Verdaderos y feroces, porque el que se había enganchado al brazo de su padre ahora daba vueltas a su alrededor junto al resto de sus semejantes.

Enid veía cada vez más animales de ésos. Pese a que Brandon había seguido disparando y derribando una criatura tras otra con su perfecta puntería, daba la impresión de que, por cada gato eliminado, aparecía uno nuevo.

La joven se estremeció cuando Brandon ensartó dos de aquellos chirriantes animales de un solo disparo. En cuanto a Robert...

Robert Di Caela había extendido la mano herida hacia la hirviente roca que tenía debajo, notó un calor y una humedad desagradables y retiró la mano.

Alzó entonces la derecha y acercó la empuñadura de la espada rota a la inundada superficie de la piedra. Marigold se le aproximó con la falda levantada y el extraño peinado oscilándole en la cabeza. Uno de los gatos surgió súbitamente de la oscuridad para arrojarse sobre ella, pero la estatura de la mujer y la mirada que ésta le dirigió lo hicieron retroceder. Al parecer, ni el hambre ni todas las generaciones de procreación en consanguinidad habían privado al animal de sus más básicos instintos de supervivencia.

Robert resopló divertido y se retiró hacia la tapa del pozo, cuyo calor no le resultaba incómodo en la espalda. Detrás de Marigold, allí donde la pared de roca asomaba por encima de sus hombros, los gatos se habían apiñado de forma curiosa.

Pronto sabrían lo que era bueno.

Con gesto cansado, sir Robert desenganchó los guanteletes que llevaba colgados del cinturón mediante un cordón de cuero. Estaban tachonados de hierro, y el hombre gimió de dolor cuando la piel rozó los cortes y las ampollas que tenía en las manos.

«Ya nada podrá salvarme —pensó—. Aunque Brandon y Bayard realicen el más heroico de sus actos, no llegarán a tiempo. Pero estos guanteletes siempre serán preferibles a unas manos desnudas cuando los gatos se me echen encima.»

Con una sonrisa, el caballero se dispuso a resistir y, al debilitarse la luz de la linterna, se preparó en silencio para ser acogido por Huma.

* * *

Arriba, los amigos de sir Robert contemplaban pasmados cómo el fondo del abismo se llenaba de aquellas criaturas blanquinosas y larvales.

—¿Qué diantre sucede ahí abajo? —murmuró Bayard con creciente furia.

Había estado reuniendo piedras cada vez más pesadas, que arrojaba contra los repelentes seres que corrían de un lado a otro. Pero ahora tuvo que agarrarse la dolorida pierna y buscar apoyo en sir Andrew, pues el sufrimiento le hacía ver las estrellas.

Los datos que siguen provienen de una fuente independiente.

//! Pipeline configuration
//!
//! [`OrderConfig`] is passed explicitly into [`crate::OrderPilot`]; nothing is
//! read from globals once the pipeline is running.

use std::path::PathBuf;
use std::time::Duration;

use crate::error::{Error, Result};

/// Configuration for one ordering deployment
#[derive(Debug, Clone)]
pub struct OrderConfig {
    /// Menu page of the restaurant's ordering site
    pub restaurant_url: String,
    /// Email entered on the guest checkout form
    pub contact_email: String,
    /// Last name entered for every order, marking it as automated
    pub bot_last_name: String,
    /// Headless mode
    pub headless: bool,
    /// Path to Chrome/Chromium binary (None = search common locations)
    pub chrome_path: Option<String>,
    /// Bound on the initial page load
    pub navigation_timeout: Duration,
    /// Bound on waiting for checkout after the guest form is submitted
    pub transition_timeout: Duration,
    /// Bound on waiting for the confirmation page
    pub confirmation_timeout: Duration,
    /// Pause after clicks the site does not signal completion for
    pub settle_delay: Duration,
    /// Pause for the customization modal to render after picking an item
    pub modal_settle_delay: Duration,
    /// Delay between keystrokes when filling fields
    pub keystroke_delay: Duration,
    /// Polling interval for bounded waits
    pub poll_interval: Duration,
    /// Take a final snapshot when the pipeline aborts
    pub screenshot_on_error: bool,
    /// Also write snapshots to this directory
    pub screenshot_dir: Option<PathBuf>,
    /// Maximum characters of page HTML kept for postmortem
    pub page_state_limit: usize,
}

impl Default for OrderConfig {
    fn default() -> Self {
        Self {
            restaurant_url: String::new(),
            contact_email: String::new(),
            bot_last_name: "OrderBot".into(),
            headless: true,
            chrome_path: None,
            navigation_timeout: Duration::from_secs(30),
            transition_timeout: Duration::from_secs(10),
            confirmation_timeout: Duration::from_secs(15),
            settle_delay: Duration::from_millis(1000),
            modal_settle_delay: Duration::from_millis(1500),
            keystroke_delay: Duration::from_millis(50),
            poll_interval: Duration::from_millis(100),
            screenshot_on_error: true,
            screenshot_dir: None,
            page_state_limit: 5000,
        }
    }
}

impl OrderConfig {
    /// Config for the given restaurant with default timings
    pub fn new(restaurant_url: impl Into<String>, contact_email: impl Into<String>) -> Self {
        Self {
            restaurant_url: restaurant_url.into(),
            contact_email: contact_email.into(),
            ..Default::default()
        }
    }

    /// No settle delays and short timeouts, for scripted sites and dry runs
    pub fn fast() -> Self {
        Self {
            navigation_timeout: Duration::from_millis(500),
            transition_timeout: Duration::from_millis(200),
            confirmation_timeout: Duration::from_millis(200),
            settle_delay: Duration::ZERO,
            modal_settle_delay: Duration::ZERO,
            keystroke_delay: Duration::ZERO,
            poll_interval: Duration::from_millis(10),
            ..Default::default()
        }
    }

    /// Visible (non-headless) browser
    pub fn visible(mut self) -> Self {
        self.headless = false;
        self
    }

    /// Load from `ORDERPILOT_*` environment variables, reading `.env` first
    pub fn from_env() -> Result<Self> {
        dotenvy::dotenv().ok();
        Self::from_lookup(|key| std::env::var(key))
    }

    /// Build from an arbitrary variable lookup. Unset variables keep their
    /// defaults; the restaurant URL and contact email are required.
    pub fn from_lookup<F>(lookup: F) -> Result<Self>
    where
        F: Fn(&str) -> std::result::Result<String, std::env::VarError>,
    {
        let defaults = Self::default();

        let require = |var: &str| -> Result<String> {
            lookup(var)
                .ok()
                .filter(|v| !v.trim().is_empty())
                .ok_or_else(|| Error::config(var, "is required"))
        };

        let millis = |var: &str, default: Duration| -> Result<Duration> {
            match lookup(var) {
                Ok(raw) => raw
                    .trim()
                    .parse::<u64>()
                    .map(Duration::from_millis)
                    .map_err(|e| Error::config(var, e.to_string())),
                Err(_) => Ok(default),
            }
        };

        let flag = |var: &str, default: bool| -> Result<bool> {
            match lookup(var) {
                Ok(raw) => match raw.trim().to_ascii_lowercase().as_str() {
                    "1" | "true" | "yes" | "on" => Ok(true),
                    "0" | "false" | "no" | "off" => Ok(false),
                    other => Err(Error::config(var, format!("not a boolean: {other}"))),
                },
                Err(_) => Ok(default),
            }
        };

        let page_state_limit = match lookup("ORDERPILOT_PAGE_STATE_LIMIT") {
            Ok(raw) => raw
                .trim()
                .parse::<usize>()
                .map_err(|e| Error::config("ORDERPILOT_PAGE_STATE_LIMIT", e.to_string()))?,
            Err(_) => defaults.page_state_limit,
        };

        Ok(Self {
            restaurant_url: require("ORDERPILOT_RESTAURANT_URL")?,
            contact_email: require("ORDERPILOT_CONTACT_EMAIL")?,
            bot_last_name: lookup("ORDERPILOT_BOT_LAST_NAME").unwrap_or(defaults.bot_last_name),
            headless: flag("ORDERPILOT_HEADLESS", defaults.headless)?,
            chrome_path: lookup("ORDERPILOT_CHROME_PATH").ok(),
            navigation_timeout: millis(
                "ORDERPILOT_NAVIGATION_TIMEOUT_MS",
                defaults.navigation_timeout,
            )?,
            transition_timeout: millis(
                "ORDERPILOT_TRANSITION_TIMEOUT_MS",
                defaults.transition_timeout,
            )?,
            confirmation_timeout: millis(
                "ORDERPILOT_CONFIRMATION_TIMEOUT_MS",
                defaults.confirmation_timeout,
            )?,
            settle_delay: millis("ORDERPILOT_SETTLE_DELAY_MS", defaults.settle_delay)?,
            modal_settle_delay: millis(
                "ORDERPILOT_MODAL_SETTLE_DELAY_MS",
                defaults.modal_settle_delay,
            )?,
            keystroke_delay: millis("ORDERPILOT_KEYSTROKE_DELAY_MS", defaults.keystroke_delay)?,
            poll_interval: millis("ORDERPILOT_POLL_INTERVAL_MS", defaults.poll_interval)?,
            screenshot_on_error: flag(
                "ORDERPILOT_SCREENSHOT_ON_ERROR",
                defaults.screenshot_on_error,
            )?,
            screenshot_dir: lookup("ORDERPILOT_SCREENSHOT_DIR").ok().map(PathBuf::from),
            page_state_limit,
        })
    }
}
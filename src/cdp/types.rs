//! Hand-written CDP types for the commands the Chrome driver issues
//!
//! Only fields that are read or sent are modelled; everything else in the
//! protocol payloads is ignored on deserialization.

use serde::{Deserialize, Serialize};

// === Browser / Target ===

#[derive(Debug, Clone, Default, Serialize)]
pub struct BrowserGetVersion {}

#[derive(Debug, Clone, Default, Deserialize)]
#[serde(rename_all = "camelCase")]
pub struct BrowserGetVersionResult {
    #[serde(default)]
    pub product: String,
}

#[derive(Debug, Clone, Default, Serialize)]
pub struct BrowserClose {}

#[derive(Debug, Clone, Serialize)]
#[serde(rename_all = "camelCase")]
pub struct TargetCreateTarget {
    pub url: String,
}

#[derive(Debug, Clone, Default, Deserialize)]
#[serde(rename_all = "camelCase")]
pub struct TargetCreateTargetResult {
    #[serde(default)]
    pub target_id: String,
}

#[derive(Debug, Clone, Serialize)]
#[serde(rename_all = "camelCase")]
pub struct TargetAttachToTarget {
    pub target_id: String,
    pub flatten: bool,
}

#[derive(Debug, Clone, Default, Deserialize)]
#[serde(rename_all = "camelCase")]
pub struct TargetAttachToTargetResult {
    #[serde(default)]
    pub session_id: String,
}

// === Page ===

#[derive(Debug, Clone, Default, Serialize)]
pub struct PageEnable {}

#[derive(Debug, Clone, Serialize)]
pub struct PageNavigate {
    pub url: String,
}

#[derive(Debug, Clone, Default, Deserialize)]
#[serde(rename_all = "camelCase")]
pub struct PageNavigateResult {
    #[serde(default)]
    pub error_text: Option<String>,
}

#[derive(Debug, Clone, Serialize)]
#[serde(rename_all = "camelCase")]
pub struct PageCaptureScreenshot {
    pub format: &'static str,
    pub capture_beyond_viewport: bool,
}

#[derive(Debug, Clone, Default, Deserialize)]
pub struct PageCaptureScreenshotResult {
    #[serde(default)]
    pub data: String,
}

// === DOM ===

#[derive(Debug, Clone, Default, Serialize)]
pub struct DomGetDocument {}

#[derive(Debug, Clone, Default, Deserialize)]
pub struct DomGetDocumentResult {
    #[serde(default)]
    pub root: DomNode,
}

#[derive(Debug, Clone, Default, Deserialize)]
#[serde(rename_all = "camelCase")]
pub struct DomNode {
    #[serde(default)]
    pub node_id: i32,
}

#[derive(Debug, Clone, Serialize)]
#[serde(rename_all = "camelCase")]
pub struct DomQuerySelector {
    pub node_id: i32,
    pub selector: String,
}

#[derive(Debug, Clone, Default, Deserialize)]
#[serde(rename_all = "camelCase")]
pub struct DomQuerySelectorResult {
    /// 0 when nothing matched
    #[serde(default)]
    pub node_id: i32,
}

#[derive(Debug, Clone, Serialize)]
#[serde(rename_all = "camelCase")]
pub struct DomNodeRef {
    pub node_id: i32,
}

#[derive(Debug, Clone, Default, Deserialize)]
pub struct DomGetBoxModelResult {
    #[serde(default)]
    pub model: BoxModel,
}

/// Quads are flat `[x1, y1, x2, y2, x3, y3, x4, y4]`
#[derive(Debug, Clone, Default, Deserialize)]
pub struct BoxModel {
    #[serde(default)]
    pub content: Vec<f64>,
}

impl BoxModel {
    /// Centre of the content quad, if it has one
    pub fn center(&self) -> Option<(f64, f64)> {
        let quad = self.content.get(..8)?;
        let x = quad.iter().step_by(2).sum::<f64>() / 4.0;
        let y = quad.iter().skip(1).step_by(2).sum::<f64>() / 4.0;
        Some((x, y))
    }
}

// === Input ===

#[derive(Debug, Clone, Serialize)]
#[serde(rename_all = "camelCase")]
pub struct InputDispatchMouseEvent {
    pub r#type: MouseEventType,
    pub x: f64,
    pub y: f64,
    #[serde(skip_serializing_if = "Option::is_none")]
    pub button: Option<MouseButton>,
    #[serde(skip_serializing_if = "Option::is_none")]
    pub click_count: Option<i32>,
}

#[derive(Debug, Clone, Copy, Serialize)]
#[serde(rename_all = "camelCase")]
pub enum MouseEventType {
    MousePressed,
    MouseReleased,
    MouseMoved,
}

#[derive(Debug, Clone, Copy, Serialize)]
#[serde(rename_all = "lowercase")]
pub enum MouseButton {
    Left,
}

#[derive(Debug, Clone, Serialize)]
#[serde(rename_all = "camelCase")]
pub struct InputDispatchKeyEvent {
    pub r#type: KeyEventType,
    #[serde(skip_serializing_if = "Option::is_none")]
    pub text: Option<String>,
    #[serde(skip_serializing_if = "Option::is_none")]
    pub key: Option<String>,
}

#[derive(Debug, Clone, Copy, Serialize)]
#[serde(rename_all = "camelCase")]
pub enum KeyEventType {
    KeyDown,
    KeyUp,
    Char,
}

// === Runtime ===

#[derive(Debug, Clone, Serialize)]
#[serde(rename_all = "camelCase")]
pub struct RuntimeEvaluate {
    pub expression: String,
    pub return_by_value: bool,
    pub await_promise: bool,
}

#[derive(Debug, Clone, Default, Deserialize)]
#[serde(rename_all = "camelCase")]
pub struct RuntimeEvaluateResult {
    #[serde(default)]
    pub result: RemoteObject,
    #[serde(default)]
    pub exception_details: Option<ExceptionDetails>,
}

#[derive(Debug, Clone, Default, Deserialize)]
#[serde(rename_all = "camelCase")]
pub struct RemoteObject {
    #[serde(default)]
    pub r#type: String,
    #[serde(default)]
    pub value: Option<serde_json::Value>,
    #[serde(default)]
    pub description: Option<String>,
}

#[derive(Debug, Clone, Deserialize)]
#[serde(rename_all = "camelCase")]
pub struct ExceptionDetails {
    pub text: String,
    #[serde(default)]
    pub exception: Option<RemoteObject>,
}

impl ExceptionDetails {
    /// Best human-readable description of the thrown value
    pub fn message(&self) -> String {
        self.exception
            .as_ref()
            .and_then(|e| e.description.clone())
            .unwrap_or_else(|| self.text.clone())
    }
}
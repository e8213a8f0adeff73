use std::sync::Arc;
use std::time::Duration;

use futures::StreamExt;
use parking_lot::Mutex;
use tokio::sync::mpsc;
use tokio::task::JoinHandle;
use tokio::time::{sleep, timeout};
use tokio_util::sync::CancellationToken;
use tracing::{debug, info, warn};

use super::poll::run_poll_loop;
use super::{Backoff, EventTransport, SourceEvent};
use crate::config::SyncConfig;
use crate::error::ProviderError;
use crate::providers::{EventStream, PollProvider, PushProvider};
use crate::tokio_tools::spawn_named_task;
use crate::types::TableId;

const LOG_TARGET: &str = "table_sync::transport::adapter";

#[derive(Clone, Debug)]
struct AdapterTimings {
    handshake_timeout: Duration,
    poll_interval: Duration,
    reconnect_initial: Duration,
    reconnect_max: Duration,
}

/// Normalises the push and poll transports into one stream of [`SourceEvent`]s.
pub struct EventSourceAdapter {
    push: Option<Arc<dyn PushProvider>>,
    poll: Arc<dyn PollProvider>,
    timings: AdapterTimings,
}

impl EventSourceAdapter {
    pub fn new(
        push: Option<Arc<dyn PushProvider>>,
        poll: Arc<dyn PollProvider>,
        config: &SyncConfig,
    ) -> Self {
        Self {
            push,
            poll,
            timings: AdapterTimings {
                handshake_timeout: config.push_handshake_timeout,
                poll_interval: config.poll_interval,
                reconnect_initial: config.reconnect_initial,
                reconnect_max: config.reconnect_max,
            },
        }
    }

    /// Starts delivering events for `table_id` (or every table when `None`) into `sink`.
    ///
    /// Push is probed first; if its handshake fails the subscription settles on
    /// polling for its whole lifetime. Dropping the handle stops delivery.
    pub fn subscribe(
        &self,
        table_id: Option<TableId>,
        sink: mpsc::Sender<SourceEvent>,
    ) -> SubscriptionHandle {
        let cancel = CancellationToken::new();
        let transport = Arc::new(Mutex::new(None));
        let push = self.push.clone();
        let poll = Arc::clone(&self.poll);
        let timings = self.timings.clone();
        let task_cancel = cancel.clone();
        let task_transport = Arc::clone(&transport);

        let task = spawn_named_task(format!("event-source-{table_id:?}"), async move {
            let probed = match push {
                Some(push) => {
                    let stream = probe_push(push.as_ref(), table_id, &timings).await;
                    stream.map(|stream| (push, stream))
                }
                None => None,
            };

            match probed {
                Some((push, stream)) => {
                    *task_transport.lock() = Some(EventTransport::Push);
                    info!(target: LOG_TARGET, ?table_id, "subscribed via push transport");
                    run_push_loop(push, table_id, stream, timings, sink, task_cancel).await;
                }
                None => {
                    *task_transport.lock() = Some(EventTransport::Poll);
                    info!(target: LOG_TARGET, ?table_id, "falling back to poll transport");
                    run_poll_loop(poll, table_id, timings.poll_interval, sink, task_cancel).await;
                }
            }
        });

        SubscriptionHandle {
            table_id,
            cancel,
            transport,
            task: Some(task),
        }
    }
}

async fn probe_push(
    push: &dyn PushProvider,
    table_id: Option<TableId>,
    timings: &AdapterTimings,
) -> Option<EventStream> {
    match connect_with_timeout(push, table_id, timings.handshake_timeout).await {
        Ok(stream) => Some(stream),
        Err(err) => {
            warn!(target: LOG_TARGET, ?table_id, error = %err, "push handshake failed");
            None
        }
    }
}

async fn connect_with_timeout(
    push: &dyn PushProvider,
    table_id: Option<TableId>,
    limit: Duration,
) -> Result<EventStream, ProviderError> {
    timeout(limit, push.connect(table_id))
        .await
        .map_err(|_| ProviderError::Unavailable("push handshake timed out".into()))?
}

async fn run_push_loop(
    push: Arc<dyn PushProvider>,
    table_id: Option<TableId>,
    initial: EventStream,
    timings: AdapterTimings,
    sink: mpsc::Sender<SourceEvent>,
    cancel: CancellationToken,
) {
    let mut backoff = Backoff::new(timings.reconnect_initial, timings.reconnect_max);
    let mut next_stream = Some(initial);
    let mut first = true;

    loop {
        if let Some(mut stream) = next_stream.take() {
            backoff.reset();
            let announce = SourceEvent::Connected {
                transport: EventTransport::Push,
                first,
            };
            first = false;
            if sink.send(announce).await.is_err() {
                return;
            }

            loop {
                tokio::select! {
                    _ = cancel.cancelled() => return,
                    item = stream.next() => match item {
                        Some(Ok(event)) => {
                            if sink.send(SourceEvent::Event(event)).await.is_err() {
                                return;
                            }
                        }
                        Some(Err(err)) => {
                            warn!(target: LOG_TARGET, ?table_id, error = %err, "push stream failed");
                            break;
                        }
                        None => {
                            debug!(target: LOG_TARGET, ?table_id, "push stream closed");
                            break;
                        }
                    }
                }
            }
        }

        let delay = backoff.next_delay();
        debug!(
            target: LOG_TARGET,
            ?table_id,
            attempt = backoff.failures(),
            delay_ms = delay.as_millis() as u64,
            "waiting before push reconnect"
        );
        tokio::select! {
            _ = cancel.cancelled() => return,
            _ = sleep(delay) => {}
        }

        match connect_with_timeout(push.as_ref(), table_id, timings.handshake_timeout).await {
            Ok(stream) => {
                info!(target: LOG_TARGET, ?table_id, "push transport reconnected");
                next_stream = Some(stream);
            }
            Err(err) => {
                warn!(target: LOG_TARGET, ?table_id, error = %err, "push reconnect failed");
            }
        }
    }
}

/// Live subscription. Cancelled on drop.
pub struct SubscriptionHandle {
    table_id: Option<TableId>,
    cancel: CancellationToken,
    transport: Arc<Mutex<Option<EventTransport>>>,
    task: Option<JoinHandle<()>>,
}

impl SubscriptionHandle {
    pub fn table_id(&self) -> Option<TableId> {
        self.table_id
    }

    /// Transport chosen by the probe, `None` until the probe finished.
    pub fn transport(&self) -> Option<EventTransport> {
        *self.transport.lock()
    }

    pub fn cancel(&mut self) {
        self.cancel.cancel();
        if let Some(task) = self.task.take() {
            task.abort();
        }
    }
}

impl Drop for SubscriptionHandle {
    fn drop(&mut self) {
        self.cancel();
    }
}

#[cfg(test)]
mod tests {
    use super::*;
    use crate::events::TableEvent;
    use crate::test_support::{MockPoll, MockPush};

    fn test_config() -> SyncConfig {
        SyncConfig::default()
            .with_poll_interval(Duration::from_secs(3))
            .with_reconnect_backoff(Duration::from_secs(1), Duration::from_secs(30))
    }

    #[tokio::test(start_paused = true)]
    async fn prefers_push_and_announces_first_connection() {
        let push = Arc::new(MockPush::default());
        let feed = push.queue_connection();
        let poll = Arc::new(MockPoll::default());
        let adapter = EventSourceAdapter::new(Some(push.clone()), poll.clone(), &test_config());

        let (tx, mut rx) = mpsc::channel(16);
        let handle = adapter.subscribe(Some(1), tx);

        assert_eq!(
            rx.recv().await,
            Some(SourceEvent::Connected {
                transport: EventTransport::Push,
                first: true
            })
        );
        assert_eq!(handle.transport(), Some(EventTransport::Push));

        feed.send(Ok(TableEvent::CardsDealt { table_id: 1, round: 1 }))
            .await
            .unwrap();
        assert_eq!(
            rx.recv().await,
            Some(SourceEvent::Event(TableEvent::CardsDealt { table_id: 1, round: 1 }))
        );
        assert!(poll.cursors().is_empty(), "poll transport stays idle");
    }

    #[tokio::test(start_paused = true)]
    async fn falls_back_to_poll_when_handshake_fails() {
        let push = Arc::new(MockPush::default());
        let poll = Arc::new(MockPoll::default());
        poll.push_batch(vec![TableEvent::TableCreated { table_id: 4 }], Some(1));
        let adapter = EventSourceAdapter::new(Some(push.clone()), poll.clone(), &test_config());

        let (tx, mut rx) = mpsc::channel(16);
        let handle = adapter.subscribe(None, tx);

        assert_eq!(
            rx.recv().await,
            Some(SourceEvent::Connected {
                transport: EventTransport::Poll,
                first: true
            })
        );
        assert_eq!(handle.transport(), Some(EventTransport::Poll));
        assert_eq!(
            rx.recv().await,
            Some(SourceEvent::Event(TableEvent::TableCreated { table_id: 4 }))
        );
        assert_eq!(push.connect_attempts(), 1);
    }

    #[tokio::test(start_paused = true)]
    async fn reconnects_with_backoff_after_disconnect() {
        let push = Arc::new(MockPush::default());
        let first_feed = push.queue_connection();
        let poll = Arc::new(MockPoll::default());
        let adapter = EventSourceAdapter::new(Some(push.clone()), poll, &test_config());

        let (tx, mut rx) = mpsc::channel(16);
        let _handle = adapter.subscribe(Some(1), tx);
        assert!(matches!(
            rx.recv().await,
            Some(SourceEvent::Connected { first: true, .. })
        ));

        // Two failed reconnects (1s, 2s) before the third succeeds after 4s.
        push.queue_failure();
        push.queue_failure();
        let _second_feed = push.queue_connection();
        let dropped_at = tokio::time::Instant::now();
        drop(first_feed);

        assert_eq!(
            rx.recv().await,
            Some(SourceEvent::Connected {
                transport: EventTransport::Push,
                first: false
            })
        );
        assert_eq!(dropped_at.elapsed(), Duration::from_secs(1 + 2 + 4));
        assert_eq!(push.connect_attempts(), 4);
    }

    #[tokio::test(start_paused = true)]
    async fn dropping_the_handle_stops_delivery() {
        let push = Arc::new(MockPush::default());
        let feed = push.queue_connection();
        let adapter =
            EventSourceAdapter::new(Some(push), Arc::new(MockPoll::default()), &test_config());

        let (tx, mut rx) = mpsc::channel(16);
        let handle = adapter.subscribe(Some(1), tx);
        assert!(rx.recv().await.is_some());

        drop(handle);
        assert!(rx.recv().await.is_none(), "sink closes once the task is gone");
        assert!(feed.is_closed() || feed.send(Ok(TableEvent::Heartbeat)).await.is_err());
    }
}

Enid apartó la vista de ellos y miró con desespero a su padre, que permanecía recostado en la tapa del pozo, con amarga y determinada sonrisa, cuando Marigold se colocó valientemente junto a él, sin lanzar más que un fugaz vistazo a las salchichas, probablemente funestas, que había ido a recuperar. Mientras tanto, aquellos bichos sibilantes se acercaban cada vez más.